There are two reasons that this doctrine has become so popular. One is that, superficially, originalism seems simple, commonsense, and nonpartisan: an antidote to the politicization of the judiciary and the judicial appointments process. The idea that judges implement their political preferences is actually not new (people were complaining about it in the early nineteenth century), but the controversy has reached a fever pitch. Conservatives still complain about the Warren Court precedents, and the post-Warren Court case of Roe v. Wade which despite all of their efforts remains good law; and they are alarmed by recent hints from the middle-to-left wing of the Court that it will use foreign and international law to interpret the constitution—in a way that, so far, has curtailed the death penalty and advanced gay rights. Liberals have seen the Court implement conservative outcomes in a range of areas they care about—striking down gun control laws, school desegregation plans, affirmative action policies, and campaign finance reform. So the Court seems politicized to people on both sides of the political spectrum, and originalism increasingly presents itself as an attractive, neutral-seeming method for getting the Court back on track.

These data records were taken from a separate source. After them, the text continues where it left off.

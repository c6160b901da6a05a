//! Remote document store seam and an in-memory implementation.

use std::sync::{
    Mutex,
    atomic::{AtomicUsize, Ordering},
};
use std::time::Duration;

use async_trait::async_trait;
use hashbrown::HashMap;
use serde_json::{Map, Value};
use thiserror::Error;

use super::wire::{Collection, DocumentPath, RemoteWrite};

#[derive(Debug, Clone, PartialEq, Eq, Error)]
pub enum RemoteError {
    #[error("remote store unavailable: {0}")]
    Unavailable(String),
    #[error("remote write timed out after {0:?}")]
    Timeout(Duration),
    #[error("document {0} does not exist")]
    NotFound(String),
    #[error("remote store rejected the write: {0}")]
    Rejected(String),
}

/// Document store the sync worker writes to.
///
/// Each write is independent; no multi-document transaction is assumed.
#[async_trait]
pub trait RemoteStore: Send + Sync {
    async fn write(&self, path: &DocumentPath, write: RemoteWrite) -> Result<(), RemoteError>;

    async fn read(&self, path: &DocumentPath) -> Result<Option<Value>, RemoteError>;

    /// All documents of a collection as `(document_id, document)`, sorted by id.
    async fn list(
        &self,
        survey_id: &str,
        collection: Collection,
    ) -> Result<Vec<(String, Value)>, RemoteError>;
}

/// Process-local [`RemoteStore`] for tests and offline demos.
///
/// Failures and latency can be injected to exercise retry and timeout
/// handling.
#[derive(Default)]
pub struct MemoryRemoteStore {
    docs: Mutex<HashMap<DocumentPath, Value>>,
    writes: Mutex<Vec<(DocumentPath, RemoteWrite)>>,
    fail_next: AtomicUsize,
    latency: Mutex<Option<Duration>>,
}

impl MemoryRemoteStore {
    pub fn new() -> Self {
        Self::default()
    }

    /// Makes the next `n` writes fail with [`RemoteError::Unavailable`].
    pub fn fail_next_writes(&self, n: usize) {
        self.fail_next.store(n, Ordering::SeqCst);
    }

    /// Delays every write by `latency`.
    pub fn set_latency(&self, latency: Option<Duration>) {
        if let Ok(mut guard) = self.latency.lock() {
            *guard = latency;
        }
    }

    /// Stores a document directly, bypassing the write log.
    pub fn seed(&self, path: DocumentPath, doc: Value) {
        if let Ok(mut docs) = self.docs.lock() {
            docs.insert(path, doc);
        }
    }

    pub fn document(&self, path: &DocumentPath) -> Option<Value> {
        self.docs.lock().ok().and_then(|docs| docs.get(path).cloned())
    }

    /// Successful writes in the order they were applied.
    pub fn write_log(&self) -> Vec<(DocumentPath, RemoteWrite)> {
        self.writes.lock().map(|w| w.clone()).unwrap_or_default()
    }

    fn take_failure(&self) -> bool {
        self.fail_next
            .fetch_update(Ordering::SeqCst, Ordering::SeqCst, |n| n.checked_sub(1))
            .is_ok()
    }

    fn apply(&self, path: &DocumentPath, write: &RemoteWrite) -> Result<(), RemoteError> {
        let mut docs = self
            .docs
            .lock()
            .map_err(|_| RemoteError::Unavailable("document map poisoned".to_string()))?;
        match write {
            RemoteWrite::Set(doc) => {
                docs.insert(path.clone(), doc.clone());
            }
            RemoteWrite::Update(fields) => {
                let doc = docs
                    .get_mut(path)
                    .ok_or_else(|| RemoteError::NotFound(path.to_string()))?;
                let Value::Object(root) = doc else {
                    return Err(RemoteError::Rejected(format!("{path} is not an object")));
                };
                for (field_path, value) in fields {
                    apply_field(root, field_path, value.clone());
                }
            }
            RemoteWrite::Delete => {
                docs.remove(path);
            }
        }
        Ok(())
    }
}

#[async_trait]
impl RemoteStore for MemoryRemoteStore {
    async fn write(&self, path: &DocumentPath, write: RemoteWrite) -> Result<(), RemoteError> {
        let latency = self.latency.lock().ok().and_then(|l| *l);
        if let Some(delay) = latency {
            tokio::time::sleep(delay).await;
        }
        if self.take_failure() {
            return Err(RemoteError::Unavailable("injected failure".to_string()));
        }

        self.apply(path, &write)?;
        if let Ok(mut log) = self.writes.lock() {
            log.push((path.clone(), write));
        }
        Ok(())
    }

    async fn read(&self, path: &DocumentPath) -> Result<Option<Value>, RemoteError> {
        Ok(self.document(path))
    }

    async fn list(
        &self,
        survey_id: &str,
        collection: Collection,
    ) -> Result<Vec<(String, Value)>, RemoteError> {
        let docs = self
            .docs
            .lock()
            .map_err(|_| RemoteError::Unavailable("document map poisoned".to_string()))?;
        let mut out: Vec<(String, Value)> = docs
            .iter()
            .filter(|(p, _)| p.survey_id == survey_id && p.collection == collection)
            .map(|(p, doc)| (p.document_id.clone(), doc.clone()))
            .collect();
        out.sort_by(|a, b| a.0.cmp(&b.0));
        Ok(out)
    }
}

/// Sets or (for `null`) deletes the field at a dot-separated path,
/// creating intermediate objects as needed.
fn apply_field(root: &mut Map<String, Value>, field_path: &str, value: Value) {
    let mut segments: Vec<&str> = field_path.split('.').collect();
    let Some(leaf) = segments.pop() else {
        return;
    };

    let mut node = root;
    for segment in segments {
        let entry = node
            .entry(segment.to_string())
            .or_insert_with(|| Value::Object(Map::new()));
        if !entry.is_object() {
            *entry = Value::Object(Map::new());
        }
        let Value::Object(next) = entry else {
            return;
        };
        node = next;
    }

    if value.is_null() {
        node.remove(leaf);
    } else {
        node.insert(leaf.to_string(), value);
    }
}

Second, originalism was an attractive response to the activism of the Obama administration, which went too far, too fast, for the large portion of the public that distrusts government, with its plans to stimulate and regulate the economy. Many people convinced themselves that Obama’s legislation did not just reflect policies that Republicans rejected, but that it could only have been enacted in violation of the rules of the game—the Constitution. This was a shrewd position for the Republican Party to embrace; if it did not have the votes to block the Democratic majority, it could still argue that the majority acts unconstitutionally. The election supported that view, as erstwhile supporters of Obama voted against Democrats or sat on their hands because of their uneasiness about the direction of government.

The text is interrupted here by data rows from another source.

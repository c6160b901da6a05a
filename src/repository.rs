//! Entry points used by data-collection screens: enqueue edits locally and
//! read the survey's remote collections.

use chrono::Utc;
use serde_json::Value;
use thiserror::Error;
use tokio::time::Duration;
use tracing::{debug, warn};
use uuid::Uuid;

use crate::{
    geometry::Geometry,
    model::{Job, LocationOfInterest, Submission, User, ValueDelta},
    mutation::{LocationOfInterestMutation, Mutation, MutationMeta, SubmissionMutation},
    runtime::handle::{MutationStoreHandle, RuntimeError},
    sync::{
        remote::{RemoteError, RemoteStore},
        translator::{loi_from_document, submission_from_document},
        wire::{Collection, LoiDocument, SubmissionDocument},
    },
    types::{LoiId, MutationId, MutationType, SurveyId},
};

#[derive(Debug, Error)]
pub enum RepositoryError {
    #[error(transparent)]
    Runtime(#[from] RuntimeError),
    #[error(transparent)]
    Remote(#[from] RemoteError),
}

/// Enqueues edits for one active survey on behalf of the signed-in user.
#[derive(Clone)]
pub struct MutationRepository {
    store: MutationStoreHandle,
    survey_id: SurveyId,
    user: User,
}

impl MutationRepository {
    pub fn new(store: MutationStoreHandle, survey_id: impl Into<SurveyId>, user: User) -> Self {
        Self {
            store,
            survey_id: survey_id.into(),
            user,
        }
    }

    pub fn survey_id(&self) -> &str {
        &self.survey_id
    }

    /// Fresh id for a submission started offline.
    pub fn new_submission_id(&self) -> String {
        Uuid::new_v4().to_string()
    }

    /// Queues the answers changed since the last save. A new submission is
    /// created remotely; an existing one gets only the changed fields.
    pub async fn add_submission_mutation(
        &self,
        job: &Job,
        loi_id: &str,
        submission_id: &str,
        deltas: Vec<ValueDelta>,
        is_new: bool,
    ) -> Result<MutationId, RepositoryError> {
        let mutation_type = if is_new {
            MutationType::Create
        } else {
            MutationType::Update
        };
        self.enqueue_submission(mutation_type, job, loi_id, submission_id, deltas)
            .await
    }

    pub async fn delete_submission(
        &self,
        job: &Job,
        loi_id: &str,
        submission_id: &str,
    ) -> Result<MutationId, RepositoryError> {
        self.enqueue_submission(MutationType::Delete, job, loi_id, submission_id, Vec::new())
            .await
    }

    /// Queues a new LOI and returns its generated id with the mutation id.
    pub async fn create_loi(
        &self,
        job_id: &str,
        geometry: Geometry,
        caption: Option<String>,
    ) -> Result<(LoiId, MutationId), RepositoryError> {
        let loi_id = Uuid::new_v4().to_string();
        let id = self
            .enqueue_loi(MutationType::Create, &loi_id, job_id, Some(geometry), caption)
            .await?;
        Ok((loi_id, id))
    }

    pub async fn update_loi_geometry(
        &self,
        loi_id: &str,
        job_id: &str,
        geometry: Geometry,
    ) -> Result<MutationId, RepositoryError> {
        self.enqueue_loi(MutationType::Update, loi_id, job_id, Some(geometry), None)
            .await
    }

    pub async fn delete_loi(&self, loi_id: &str, job_id: &str) -> Result<MutationId, RepositoryError> {
        self.enqueue_loi(MutationType::Delete, loi_id, job_id, None, None)
            .await
    }

    /// Mutations of this survey still waiting for upload.
    pub async fn pending_count(&self) -> Result<usize, RepositoryError> {
        Ok(self.store.pending_count(self.survey_id.as_str()).await?)
    }

    fn meta(&self, mutation_type: MutationType, loi_id: &str) -> MutationMeta {
        MutationMeta::new(
            mutation_type,
            self.survey_id.as_str(),
            loi_id,
            self.user.id.as_str(),
            Utc::now(),
        )
    }

    async fn enqueue_submission(
        &self,
        mutation_type: MutationType,
        job: &Job,
        loi_id: &str,
        submission_id: &str,
        response_deltas: Vec<ValueDelta>,
    ) -> Result<MutationId, RepositoryError> {
        let mutation = Mutation::Submission(SubmissionMutation {
            meta: self.meta(mutation_type, loi_id),
            job: job.clone(),
            submission_id: submission_id.to_string(),
            response_deltas,
        });
        let id = self.store.create(mutation).await?;
        debug!(id, submission_id, ?mutation_type, "submission edit queued");
        Ok(id)
    }

    async fn enqueue_loi(
        &self,
        mutation_type: MutationType,
        loi_id: &str,
        job_id: &str,
        geometry: Option<Geometry>,
        caption: Option<String>,
    ) -> Result<MutationId, RepositoryError> {
        let mutation = Mutation::LocationOfInterest(LocationOfInterestMutation {
            meta: self.meta(mutation_type, loi_id),
            job_id: job_id.to_string(),
            custom_id: None,
            caption,
            geometry,
        });
        let id = self.store.create(mutation).await?;
        debug!(id, loi_id, ?mutation_type, "loi edit queued");
        Ok(id)
    }
}

/// Loads every LOI of the survey. Documents that fail to decode are skipped.
pub async fn load_lois(
    remote: &dyn RemoteStore,
    survey_id: &str,
    limit: Duration,
) -> Result<Vec<LocationOfInterest>, RepositoryError> {
    let docs = list_with_timeout(remote, survey_id, Collection::Lois, limit).await?;
    let mut lois = Vec::with_capacity(docs.len());
    for (loi_id, value) in docs {
        let decoded = serde_json::from_value::<LoiDocument>(value)
            .map_err(|e| e.to_string())
            .and_then(|doc| loi_from_document(survey_id, &loi_id, &doc).map_err(|e| e.to_string()));
        match decoded {
            Ok(loi) => lois.push(loi),
            Err(reason) => warn!(survey_id, %loi_id, %reason, "skipping undecodable loi"),
        }
    }
    Ok(lois)
}

/// Loads the submissions of `job` for one LOI. Documents that fail to decode
/// are skipped.
pub async fn load_submissions(
    remote: &dyn RemoteStore,
    survey_id: &str,
    job: &Job,
    loi_id: &str,
    limit: Duration,
) -> Result<Vec<Submission>, RepositoryError> {
    let docs = list_with_timeout(remote, survey_id, Collection::Submissions, limit).await?;
    let mut submissions = Vec::new();
    for (submission_id, value) in docs {
        if !belongs_to(&value, loi_id, &job.id) {
            continue;
        }
        let decoded = serde_json::from_value::<SubmissionDocument>(value)
            .map_err(|e| e.to_string())
            .and_then(|doc| {
                submission_from_document(survey_id, &submission_id, job, &doc)
                    .map_err(|e| e.to_string())
            });
        match decoded {
            Ok(submission) => submissions.push(submission),
            Err(reason) => {
                warn!(survey_id, %submission_id, %reason, "skipping undecodable submission")
            }
        }
    }
    Ok(submissions)
}

fn belongs_to(doc: &Value, loi_id: &str, job_id: &str) -> bool {
    doc.get("loiId").and_then(Value::as_str) == Some(loi_id)
        && doc.get("jobId").and_then(Value::as_str) == Some(job_id)
}

async fn list_with_timeout(
    remote: &dyn RemoteStore,
    survey_id: &str,
    collection: Collection,
    limit: Duration,
) -> Result<Vec<(String, Value)>, RemoteError> {
    match tokio::time::timeout(limit, remote.list(survey_id, collection)).await {
        Ok(result) => result,
        Err(_) => {
            warn!(survey_id, collection = collection.as_str(), ?limit, "remote load timed out");
            Err(RemoteError::Timeout(limit))
        }
    }
}
pub mod memory;
pub mod sqlite;

use thiserror::Error;

use crate::{
    mutation::Mutation,
    types::{MutationId, SyncStatus},
};

#[derive(Debug, Error)]
pub enum PersistError {
    #[error("sqlite: {0}")]
    Sqlite(#[from] rusqlite::Error),
    #[error("payload encoding: {0}")]
    Serde(#[from] serde_json::Error),
    #[error("mutation {0} not found in local store")]
    MissingRow(MutationId),
    #[error("{0}")]
    Message(String),
}

pub type PersistResult<T> = Result<T, PersistError>;

/// Row filter for [`LocalStore::query`].
#[derive(Debug, Clone, PartialEq, Eq)]
pub struct MutationQuery {
    pub survey_id: String,
    pub location_of_interest_id: Option<String>,
    /// Empty matches every status.
    pub statuses: Vec<SyncStatus>,
}

impl MutationQuery {
    pub fn survey(survey_id: impl Into<String>) -> Self {
        Self {
            survey_id: survey_id.into(),
            location_of_interest_id: None,
            statuses: Vec::new(),
        }
    }

    pub fn with_statuses(mut self, statuses: &[SyncStatus]) -> Self {
        self.statuses = statuses.to_vec();
        self
    }

    pub fn for_loi(mut self, loi_id: impl Into<String>) -> Self {
        self.location_of_interest_id = Some(loi_id.into());
        self
    }

    pub fn matches(&self, mutation: &Mutation) -> bool {
        let meta = mutation.meta();
        meta.survey_id == self.survey_id
            && self
                .location_of_interest_id
                .as_ref()
                .is_none_or(|loi| &meta.location_of_interest_id == loi)
            && (self.statuses.is_empty() || self.statuses.contains(&meta.sync_status))
    }
}

/// Row store holding mutation records keyed by (survey, entity, id).
///
/// Every method is a single atomic write or read.
pub trait LocalStore: Send {
    /// Persists a new row and returns its assigned id.
    fn insert(&mut self, mutation: &Mutation) -> PersistResult<MutationId>;
    /// Overwrites the row with the mutation's id.
    fn update(&mut self, mutation: &Mutation) -> PersistResult<()>;
    fn get(&self, id: MutationId) -> PersistResult<Option<Mutation>>;
    /// Rows matching `query`, ordered by client timestamp then id.
    fn query(&self, query: &MutationQuery) -> PersistResult<Vec<Mutation>>;
    /// Number of rows matching `query`, without decoding them.
    fn count(&self, query: &MutationQuery) -> PersistResult<usize>;
    /// Deletes a survey's rows in `status`; returns the number removed.
    fn delete(&mut self, survey_id: &str, status: SyncStatus) -> PersistResult<usize>;
    /// Ids of IN_PROGRESS rows across all surveys.
    fn in_progress_ids(&self) -> PersistResult<Vec<MutationId>>;
}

This is all well and good in the short term, but in the long term, the substantive problems with this doctrine will reduce its utility as a political tool. The problem with originalism is that, however useful it may be as a form of criticism, it cannot support a positive program. During the 2010 election, Americans may have expressed anxiety about the size of government, but in general Americans adore big government and do not want to see it repudiated in the name of some abstract idea. Every political challenge to the New Deal administrative state has gone down in flames, and today Americans look to the federal government to protect them from terrorists, financial scams, economic downturns, environmental degradation, educational failure, poverty and sickness in old age, natural disasters, and foreign competition. As a governing doctrine, the small-government ethos of originalism does not have a constituency.

And the public may soon realize that originalism is unlikely to end the politicization of the judiciary. As the Heller case showed, originalism just displaces political disputes among judges into a different idiom. Even as discussion about the original meaning of the Constitution becomes more common on the Court, the left/right division between Supreme Court justices will be plain as ever. This is especially so because originalism unsettles precedent, permitting both liberal and conservative justices to disregard earlier decisions that rub them the wrong way.

In addition, as Republicans gain more power, their commitment to originalism will look ever more inconsistent. Institutional commitments in politics don’t run very deep. Republicans already championed federal marriage legislation, even though the Constitution gives Congress no power to regulate family relations; and during the Bush administration, constitutional constraints on executive power were forgotten. This will surely happen again the next time the Republicans take control of the government, and they can only hope that their earlier blandishments about the original understanding of the Constitution will have been forgotten.

Eric A. Posner is a professor at the University of Chicago Law School.